The diary pays close attention to the situation in Libya, perhaps because it was the burning topic at the time or because conditions there appeared promising for Al-Qaeda. Bin Laden’s observations included a careful reading of Qadhafi’s body language and analysis of his character. Bin Laden said that Qadhafi was “emotionally exhausted, and when he spoke, he was not normal. He seemed to be taking tranquilizers.” More than once he described Qadhafi as a crazy person.

The memoirs described the Saudi-Iranian situation as “difficult,” pointing out that Iran had more than one head with differing opinions: Khamenei, the Revolutionary Guard, and the Shura Council. Bin Laden believed a war between Saudi Arabia and Iran would have serious consequences for the region.

Bin Laden’s vision of the future of the Arab region seemed to fluctuate between optimism and pessimism. One day, he titled his diary, “The news is sweeter than honey.” He wrote of the promising new “happy land of Yemen”. On other days he observed that the Arab nation is disappointing because of the disruption of minds, and that the region is on the verge of famine and disasters due to population growth and lack of plans for advancement.

It is clear that Bin Laden also took an interest in interpreting dreams. He spoke repeatedly of his own dreams, as well as those of his son Khaled and other members of the organization. One of the most interesting dreams concerned former Saudi Interior Minister Prince Nayef bin Abdul Aziz. The prince appeared in the dream in military attire — as a friend, not an enemy. Bin Laden’s interpretation: “Al Saud is quicker than us in moving towards the mujahideen and the committed youth!” Apocalyptic themes also occupied Bin Laden’s mind. He discussed the “Mahdi,” the “Dajjal,” and Jesus and his return to earth. Bin Laden thought Judgement Day was imminent.

Many observers and specialists have pointed out that Bin Laden was very charismatic, and used his charm to sway viewers of his recorded messages. His diaries reveal that he was aware of the importance of language to manipulate the masses. He wrote, “One of the Orientalists says that Arabs are fascinated by rhetoric more than the truth.”
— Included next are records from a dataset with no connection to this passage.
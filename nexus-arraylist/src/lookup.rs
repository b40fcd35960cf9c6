//! Logical/physical index translation and value search.
//!
//! A linear list answers index queries with arithmetic. Otherwise every
//! lookup walks the ring from the sentinel, bounded by `size` steps.

use crate::fault::Faults;
use crate::list::ArrayList;
use crate::slot::{POISON, SENTINEL, Value};

impl ArrayList {
    /// Physical index of the element at logical index `index` (0-based).
    ///
    /// O(1) when the list is linear, O(index) otherwise.
    ///
    /// # Errors
    ///
    /// [`Faults::INVALID_POSITION`] if `index >= len()`.
    pub fn find_by_logical_index(&self, index: usize) -> Result<usize, Faults> {
        self.check()?;
        if index >= self.len() {
            return Err(self.report(Faults::INVALID_POSITION));
        }
        if self.is_linear {
            return Ok(index + 1);
        }

        match self.ring().nth(index) {
            Some((_, physical)) => Ok(physical),
            None => Err(self.report(Faults::DAMAGED_PATH)),
        }
    }

    /// Physical index of the first element equal to `value`, walking in
    /// logical order. `None` if no element matches.
    ///
    /// # Errors
    ///
    /// [`Faults::POISON_VAL_FOUND`] if `value` is [`POISON`], together with
    /// anything the guard found.
    ///
    /// ```
    /// use nexus_arraylist::{ArrayList, Faults, POISON};
    ///
    /// let mut list = ArrayList::with_capacity(4).unwrap();
    /// let at = list.push_back(7).unwrap();
    ///
    /// assert_eq!(list.find_by_value(7), Ok(Some(at)));
    /// assert_eq!(list.find_by_value(8), Ok(None));
    /// assert_eq!(list.find_by_value(POISON), Err(Faults::POISON_VAL_FOUND));
    /// ```
    pub fn find_by_value(&self, value: Value) -> Result<Option<usize>, Faults> {
        if value == POISON {
            return Err(self.report(self.guard() | Faults::POISON_VAL_FOUND));
        }
        self.check()?;

        let mut ring = self.ring();
        let found = ring.find(|&(_, physical)| self.slots[physical].value == value);
        match found {
            Some((_, physical)) => Ok(Some(physical)),
            None if ring.is_closed() => Ok(None),
            None => Err(self.report(Faults::DAMAGED_PATH)),
        }
    }

    /// Logical index of the element at physical `position`, or `None` if
    /// the slot is free.
    ///
    /// O(1) when the list is linear, O(len) otherwise.
    ///
    /// # Errors
    ///
    /// [`Faults::INVALID_POSITION`] for the sentinel or a position outside
    /// the array.
    pub fn logical_index_of(&self, position: usize) -> Result<Option<usize>, Faults> {
        self.check()?;
        if position == SENTINEL || position >= self.slots.len() {
            return Err(self.report(Faults::INVALID_POSITION));
        }
        if self.slots[position].is_free() {
            return Ok(None);
        }
        if self.is_linear {
            return Ok(Some(position - 1));
        }

        // A live slot the walk never reaches is off the ring.
        self.ring()
            .find(|&(_, physical)| physical == position)
            .map(|(logical, _)| Some(logical))
            .ok_or_else(|| self.report(Faults::DAMAGED_PATH))
    }
}
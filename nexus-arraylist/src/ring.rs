//! Bounded walks over the ring.
//!
//! Every traversal follows `next` links from the sentinel and stops after a
//! fixed number of steps, whatever the links claim. A corrupted, cyclic chain
//! therefore ends the walk instead of looping forever; [`Ring::is_closed`]
//! tells the caller whether the walk came back to the sentinel on time.

use std::iter::FusedIterator;

use crate::slot::{SENTINEL, Slot, Value, link_index};

/// Walk yielding `(logical, physical)` pairs.
#[derive(Clone)]
pub(crate) struct Ring<'a> {
    slots: &'a [Slot],
    cursor: isize,
    taken: usize,
    limit: usize,
    size: usize,
}

impl<'a> Ring<'a> {
    /// Walk expected to visit exactly `size` nodes, bounded by `size` steps.
    #[inline]
    pub(crate) fn new(slots: &'a [Slot], size: usize) -> Self {
        Self::bounded(slots, size, size)
    }

    /// Walk expected to visit `size` nodes, bounded by `limit` steps.
    #[inline]
    pub(crate) fn bounded(slots: &'a [Slot], size: usize, limit: usize) -> Self {
        Self {
            slots,
            cursor: slots.first().map_or(SENTINEL as isize, |sentinel| sentinel.next),
            taken: 0,
            limit,
            size,
        }
    }

    /// Returns `true` if the walk is back at the sentinel after exactly
    /// `size` nodes.
    #[inline]
    pub(crate) fn is_closed(&self) -> bool {
        self.cursor == SENTINEL as isize && self.taken == self.size
    }
}

impl Iterator for Ring<'_> {
    type Item = (usize, usize);

    #[inline]
    fn next(&mut self) -> Option<Self::Item> {
        if self.cursor <= SENTINEL as isize || self.taken >= self.limit {
            return None;
        }

        // Out of range: leave the cursor where it is so the walk reads as open.
        let physical = link_index(self.cursor, self.slots.len())?;
        let item = (self.taken, physical);

        self.taken += 1;
        self.cursor = self.slots[physical].next;
        Some(item)
    }

    #[inline]
    fn size_hint(&self) -> (usize, Option<usize>) {
        (0, Some(self.limit - self.taken))
    }
}

impl FusedIterator for Ring<'_> {}

/// Iterator over values in logical order.
///
/// Created by [`ArrayList::iter`](crate::ArrayList::iter).
#[derive(Clone)]
pub struct Iter<'a> {
    ring: Ring<'a>,
}

impl<'a> Iter<'a> {
    pub(crate) fn new(ring: Ring<'a>) -> Self {
        Self { ring }
    }
}

impl Iterator for Iter<'_> {
    type Item = Value;

    #[inline]
    fn next(&mut self) -> Option<Self::Item> {
        let (_, physical) = self.ring.next()?;
        Some(self.ring.slots[physical].value)
    }

    #[inline]
    fn size_hint(&self) -> (usize, Option<usize>) {
        self.ring.size_hint()
    }
}

impl FusedIterator for Iter<'_> {}

/// Iterator over physical indices in logical order.
///
/// Created by [`ArrayList::positions`](crate::ArrayList::positions).
#[derive(Clone)]
pub struct Positions<'a> {
    ring: Ring<'a>,
}

impl<'a> Positions<'a> {
    pub(crate) fn new(ring: Ring<'a>) -> Self {
        Self { ring }
    }
}

impl Iterator for Positions<'_> {
    type Item = usize;

    #[inline]
    fn next(&mut self) -> Option<Self::Item> {
        self.ring.next().map(|(_, physical)| physical)
    }

    #[inline]
    fn size_hint(&self) -> (usize, Option<usize>) {
        self.ring.size_hint()
    }
}

impl FusedIterator for Positions<'_> {}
The 228-page journal is only a small part of the documents that were found by the CIA in Bin Laden’s home. They also retrieved his personal computer, which revealed various aspects of his personality. Videos in his library included Hollywood animation films such as Ice Age, Tom and Jerry, Wallace and Gromit, Chicken Little, Antz. British comic Rowan Atkinson’s “Mr. Bean,” and the viral YouTube video “Charlie bit my finger.” It cannot be confirmed whether these items were watched by Bin Laden himself or members of his family. But due to the extreme sensitivity associated with use of his personal computer, he likely either watched it himself or played it for his children. The world’s most haunted terrorist would most likely not risk allowing his family members to surf the Internet.